Solano relata cómo durante su estadía en Medellín contó con la suerte de dar con una mujer que le abrió las puertas de su casa y puso en su mesa tres comidas al día, sin mayor compromiso moral ni económico. Según el DANE, son 179.174 hogares colombianos los que solo cuentan con una comida al día, no se pueden dar el lujo de gastar dinero en algo tan fundamental como la alimentación, sus prioridades cambian y su bienestar pasa a un segundo plano. Es alarmante.

Para Solano, fueron seis meses “enfrentándose” a esa realidad, seis meses que, para él, y como afirma, “marcar una tarjeta en una fábrica le pone precio al día”, pero para sus compañeros de fábrica no existía otra vida a la cual volver, no existía un apartamento en la capital, no existía un sueldo digno del cual disponer, no existía una vida para disfrutar sin las ataduras del dinero. Ellos y ellas se quedaron en palabras y letras, en una crónica de hace más de 10 años, quedaron congelados en el tiempo en una Medellín de 2007, en una fábrica de ropa, en una jornada de más de ocho horas, en un mundo en el que el salario mínimo solo alcanzaba para sobrevivir.
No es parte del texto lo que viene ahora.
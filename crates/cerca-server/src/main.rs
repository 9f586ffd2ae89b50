//! Cerca Server — application entry point.

use cerca_db::{DbManager, run_migrations};
use cerca_server::{AppState, ServerConfig, build_router};
use tracing_subscriber::EnvFilter;

#[tokio::main]
async fn main() -> Result<(), Box<dyn std::error::Error>> {
    tracing_subscriber::fmt()
        .with_env_filter(EnvFilter::from_default_env().add_directive("cerca=info".parse()?))
        .json()
        .init();

    tracing::info!("Starting cerca server...");

    let config = ServerConfig::from_env();
    let db = DbManager::connect(&config.db).await?.into_client();
    run_migrations(&db).await?;

    let app = build_router(AppState::new(db, &config));
    let listener = tokio::net::TcpListener::bind(config.bind_addr).await?;
    tracing::info!(addr = %config.bind_addr, "listening");

    axum::serve(listener, app)
        .with_graceful_shutdown(async {
            if let Err(e) = tokio::signal::ctrl_c().await {
                tracing::error!(error = %e, "failed to listen for shutdown signal");
                std::future::pending::<()>().await;
            }
        })
        .await?;

    tracing::info!("cerca server stopped.");
    Ok(())
}
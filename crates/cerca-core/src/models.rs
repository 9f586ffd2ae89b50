//! Domain models for cerca.

pub mod event;
pub mod profile;
pub mod review;
pub mod service_request;
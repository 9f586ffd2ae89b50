//! Provider profile model.
//!
//! Profiles are owned by the profile-editing surface; the core only reads
//! them and bumps `completed_services` when a booking finishes.

use std::fmt;
use std::str::FromStr;

use chrono::{DateTime, Utc};
use serde::{Deserialize, Serialize};
use uuid::Uuid;

use crate::geo::Coordinates;

/// Ordered provider ranking class.
#[derive(Debug, Clone, Copy, PartialEq, Eq, PartialOrd, Ord, Hash, Serialize, Deserialize)]
pub enum Tier {
    Silver,
    Gold,
    Platinum,
}

impl Tier {
    pub const ALL: [Tier; 3] = [Tier::Silver, Tier::Gold, Tier::Platinum];

    /// Raw ranking boost.
    pub fn boost(self) -> f64 {
        match self {
            Tier::Silver => 1.0,
            Tier::Gold => 1.8,
            Tier::Platinum => 2.6,
        }
    }

    /// Boost scaled into `[0, 1]` by the largest boost.
    pub fn normalized_boost(self) -> f64 {
        self.boost() / Tier::Platinum.boost()
    }

    pub fn as_str(self) -> &'static str {
        match self {
            Tier::Silver => "Silver",
            Tier::Gold => "Gold",
            Tier::Platinum => "Platinum",
        }
    }
}

impl fmt::Display for Tier {
    fn fmt(&self, f: &mut fmt::Formatter<'_>) -> fmt::Result {
        f.write_str(self.as_str())
    }
}

impl FromStr for Tier {
    type Err = String;

    fn from_str(s: &str) -> Result<Self, Self::Err> {
        match s {
            "Silver" | "silver" => Ok(Tier::Silver),
            "Gold" | "gold" => Ok(Tier::Gold),
            // Older listings call the top tier "Premium".
            "Platinum" | "platinum" | "Premium" | "premium" => Ok(Tier::Platinum),
            other => Err(format!("unknown tier: {other}")),
        }
    }
}

#[derive(Debug, Clone, Copy, PartialEq, Eq, Hash, Serialize, Deserialize)]
pub enum ProfileKind {
    Professional,
    Venue,
    Shop,
}

impl ProfileKind {
    pub fn as_str(self) -> &'static str {
        match self {
            ProfileKind::Professional => "Professional",
            ProfileKind::Venue => "Venue",
            ProfileKind::Shop => "Shop",
        }
    }
}

impl FromStr for ProfileKind {
    type Err = String;

    fn from_str(s: &str) -> Result<Self, Self::Err> {
        match s {
            "Professional" | "professional" => Ok(ProfileKind::Professional),
            "Venue" | "venue" => Ok(ProfileKind::Venue),
            "Shop" | "shop" => Ok(ProfileKind::Shop),
            other => Err(format!("unknown profile kind: {other}")),
        }
    }
}

#[derive(Debug, Clone, Serialize, Deserialize)]
pub struct Profile {
    pub id: Uuid,
    pub display_name: String,
    pub kind: ProfileKind,
    /// True position. Never serialized to viewers without obfuscation.
    pub latitude: Option<f64>,
    pub longitude: Option<f64>,
    pub tier: Tier,
    pub last_active_at: Option<DateTime<Utc>>,
    /// The provider is taking bookings right now until this instant.
    pub available_until: Option<DateTime<Utc>>,
    pub profile_views: u64,
    pub completed_services: u64,
    pub created_at: DateTime<Utc>,
    pub updated_at: DateTime<Utc>,
}

impl Profile {
    pub fn location(&self) -> Option<Coordinates> {
        Coordinates::from_parts(self.latitude, self.longitude)
    }

    pub fn is_available_at(&self, now: DateTime<Utc>) -> bool {
        self.available_until.is_some_and(|until| until > now)
    }
}

#[derive(Debug, Clone, Serialize, Deserialize)]
pub struct CreateProfile {
    pub display_name: String,
    pub kind: ProfileKind,
    pub latitude: Option<f64>,
    pub longitude: Option<f64>,
    pub tier: Tier,
    pub last_active_at: Option<DateTime<Utc>>,
    pub available_until: Option<DateTime<Utc>>,
}

/// Candidate-set query for discovery.
#[derive(Debug, Clone)]
pub struct ProfileQuery {
    pub kind: Option<ProfileKind>,
    pub min_tier: Option<Tier>,
    /// Upper bound on candidates fetched before scoring.
    pub limit: u64,
}

impl Default for ProfileQuery {
    fn default() -> Self {
        Self {
            kind: None,
            min_tier: None,
            limit: 500,
        }
    }
}

impl ProfileQuery {
    pub fn matches(&self, profile: &Profile) -> bool {
        self.kind.is_none_or(|k| k == profile.kind)
            && self.min_tier.is_none_or(|t| profile.tier >= t)
    }
}
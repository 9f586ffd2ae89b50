//! Service request (booking) model and its transition table.
//!
//! ```text
//! Requested --approve--> Approved
//! Requested --reject---> Rejected*
//! Approved  --reject---> Rejected*
//! Approved  --confirm--> Active
//! Approved  --cancel---> ClientCancelled*
//! Active    --finish---> Finished*
//! ```

use std::fmt;
use std::str::FromStr;

use chrono::{DateTime, NaiveDate, NaiveTime, Utc};
use serde::{Deserialize, Serialize};
use uuid::Uuid;

#[derive(Debug, Clone, Copy, PartialEq, Eq, Hash, Serialize, Deserialize)]
pub enum RequestStatus {
    Requested,
    Approved,
    Active,
    Finished,
    Rejected,
    ClientCancelled,
}

impl RequestStatus {
    /// States that hold the (client, professional) slot.
    pub const OPEN: [RequestStatus; 3] = [
        RequestStatus::Requested,
        RequestStatus::Approved,
        RequestStatus::Active,
    ];

    pub fn as_str(self) -> &'static str {
        match self {
            RequestStatus::Requested => "Requested",
            RequestStatus::Approved => "Approved",
            RequestStatus::Active => "Active",
            RequestStatus::Finished => "Finished",
            RequestStatus::Rejected => "Rejected",
            RequestStatus::ClientCancelled => "ClientCancelled",
        }
    }

    pub fn is_terminal(self) -> bool {
        matches!(
            self,
            RequestStatus::Finished | RequestStatus::Rejected | RequestStatus::ClientCancelled
        )
    }

    pub fn is_open(self) -> bool {
        !self.is_terminal()
    }

    /// Whether negotiated terms must be present in this state.
    pub fn carries_terms(self) -> bool {
        matches!(
            self,
            RequestStatus::Approved | RequestStatus::Active | RequestStatus::Finished
        )
    }

    /// The state reached by applying `action`, or `None` if illegal.
    pub fn apply(self, action: BookingAction) -> Option<RequestStatus> {
        use BookingAction::*;
        use RequestStatus::*;

        match (self, action) {
            (Requested, Approve) => Some(Approved),
            (Requested | Approved, Reject) => Some(Rejected),
            (Approved, ClientConfirm) => Some(Active),
            (Approved, ClientCancel) => Some(ClientCancelled),
            (Active, Finish) => Some(Finished),
            _ => None,
        }
    }
}

impl fmt::Display for RequestStatus {
    fn fmt(&self, f: &mut fmt::Formatter<'_>) -> fmt::Result {
        f.write_str(self.as_str())
    }
}

impl FromStr for RequestStatus {
    type Err = String;

    fn from_str(s: &str) -> Result<Self, Self::Err> {
        match s {
            "Requested" => Ok(RequestStatus::Requested),
            "Approved" => Ok(RequestStatus::Approved),
            "Active" => Ok(RequestStatus::Active),
            "Finished" => Ok(RequestStatus::Finished),
            "Rejected" => Ok(RequestStatus::Rejected),
            "ClientCancelled" => Ok(RequestStatus::ClientCancelled),
            other => Err(format!("unknown request status: {other}")),
        }
    }
}

/// Which side of a request an identity is on.
#[derive(Debug, Clone, Copy, PartialEq, Eq, Hash, Serialize, Deserialize)]
pub enum Party {
    Client,
    Professional,
}

#[derive(Debug, Clone, Copy, PartialEq, Eq, Hash, Serialize, Deserialize)]
pub enum BookingAction {
    Approve,
    Reject,
    ClientConfirm,
    ClientCancel,
    Finish,
}

impl BookingAction {
    /// The only party allowed to perform this action.
    pub fn actor(self) -> Party {
        match self {
            BookingAction::Approve | BookingAction::Reject | BookingAction::Finish => {
                Party::Professional
            }
            BookingAction::ClientConfirm | BookingAction::ClientCancel => Party::Client,
        }
    }

    pub fn as_str(self) -> &'static str {
        match self {
            BookingAction::Approve => "approve",
            BookingAction::Reject => "reject",
            BookingAction::ClientConfirm => "client_confirm",
            BookingAction::ClientCancel => "client_cancel",
            BookingAction::Finish => "finish",
        }
    }
}

impl fmt::Display for BookingAction {
    fn fmt(&self, f: &mut fmt::Formatter<'_>) -> fmt::Result {
        f.write_str(self.as_str())
    }
}

/// Price and duration agreed when the professional approves.
#[derive(Debug, Clone, PartialEq, Eq, Serialize, Deserialize)]
pub struct NegotiatedTerms {
    /// Positive amount in the currency's minor unit.
    pub price_amount: u64,
    pub duration_minutes: u32,
    pub provider_note: Option<String>,
}

#[derive(Debug, Clone, Serialize, Deserialize)]
pub struct ServiceRequest {
    pub id: Uuid,
    pub client_id: Uuid,
    pub professional_id: Uuid,
    pub status: RequestStatus,
    /// Present exactly when `status.carries_terms()`.
    pub terms: Option<NegotiatedTerms>,
    pub requested_date: NaiveDate,
    pub requested_time: NaiveTime,
    pub agreed_location: String,
    pub client_comment: Option<String>,
    /// Quick-review tags submitted by the client after finishing.
    pub review_tags: Option<Vec<String>>,
    pub created_at: DateTime<Utc>,
    pub updated_at: DateTime<Utc>,
}

impl ServiceRequest {
    pub fn party_of(&self, actor_id: Uuid) -> Option<Party> {
        if actor_id == self.client_id {
            Some(Party::Client)
        } else if actor_id == self.professional_id {
            Some(Party::Professional)
        } else {
            None
        }
    }

    pub fn participants(&self) -> [Uuid; 2] {
        [self.client_id, self.professional_id]
    }
}

#[derive(Debug, Clone, Serialize, Deserialize)]
pub struct CreateServiceRequest {
    pub client_id: Uuid,
    pub professional_id: Uuid,
    pub requested_date: NaiveDate,
    pub requested_time: NaiveTime,
    pub agreed_location: String,
    pub client_comment: Option<String>,
}

/// Result of an idempotent creation.
#[derive(Debug, Clone)]
pub enum CreateOutcome {
    Created(ServiceRequest),
    /// An open request for the same pair already existed and is returned
    /// unchanged.
    Existing(ServiceRequest),
}

impl CreateOutcome {
    pub fn was_created(&self) -> bool {
        matches!(self, CreateOutcome::Created(_))
    }

    pub fn into_inner(self) -> ServiceRequest {
        match self {
            CreateOutcome::Created(r) | CreateOutcome::Existing(r) => r,
        }
    }
}

/// What a transition does to the negotiated terms.
#[derive(Debug, Clone, PartialEq, Eq)]
pub enum TermsChange {
    Keep,
    Set(NegotiatedTerms),
    Clear,
}

/// A guarded write: move from `expected` to `target` only if the stored
/// status still equals `expected`.
#[derive(Debug, Clone, PartialEq, Eq)]
pub struct StatusChange {
    pub expected: RequestStatus,
    pub target: RequestStatus,
    pub terms: TermsChange,
}

impl StatusChange {
    /// Plan `action` from `current`. `terms` is only used when the target
    /// state introduces terms. `None` if the action is illegal.
    pub fn plan(
        current: RequestStatus,
        action: BookingAction,
        terms: Option<NegotiatedTerms>,
    ) -> Option<Self> {
        let target = current.apply(action)?;
        let terms = match (current.carries_terms(), target.carries_terms()) {
            (false, true) => TermsChange::Set(terms?),
            (true, false) => TermsChange::Clear,
            _ => TermsChange::Keep,
        };
        Some(Self {
            expected: current,
            target,
            terms,
        })
    }

    /// Terms after the write, given the stored ones.
    pub fn resulting_terms(&self, stored: Option<NegotiatedTerms>) -> Option<NegotiatedTerms> {
        match &self.terms {
            TermsChange::Keep => stored,
            TermsChange::Set(t) => Some(t.clone()),
            TermsChange::Clear => None,
        }
    }
}
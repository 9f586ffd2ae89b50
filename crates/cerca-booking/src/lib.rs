//! Cerca Booking — the service request lifecycle between a client and a
//! professional.
//!
//! Every transition is a single conditional write on the stored status.
//! Of any number of callers racing for the same request, exactly one wins
//! and the rest get `InvalidState`.

pub mod config;
pub mod error;
pub mod service;

pub use config::BookingConfig;
pub use error::BookingError;
pub use service::{ApproveInput, BookingService, CreateRequestInput, FinishOutput};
Pero bueno, ¿en qué nos afecta todo esto? ¿Por qué hablar de un tema que todos sabemos, pero del cuál casi nunca hablamos? La única respuesta que podría dar es: empatía, también conocida como ponerse en los zapatos del otro. Que la próxima vez que subamos a un trasporte público sepamos que hay 12,85 millones de colombianos que están (sobre) viviendo con un salario mínimo y de quienes no conocemos nada. Ignoramos su realidad por estar preocupados por la nuestra. Entendible, pero la empatía debe ser primordial en un país en el cuál la desigualdad social está más presente que nunca.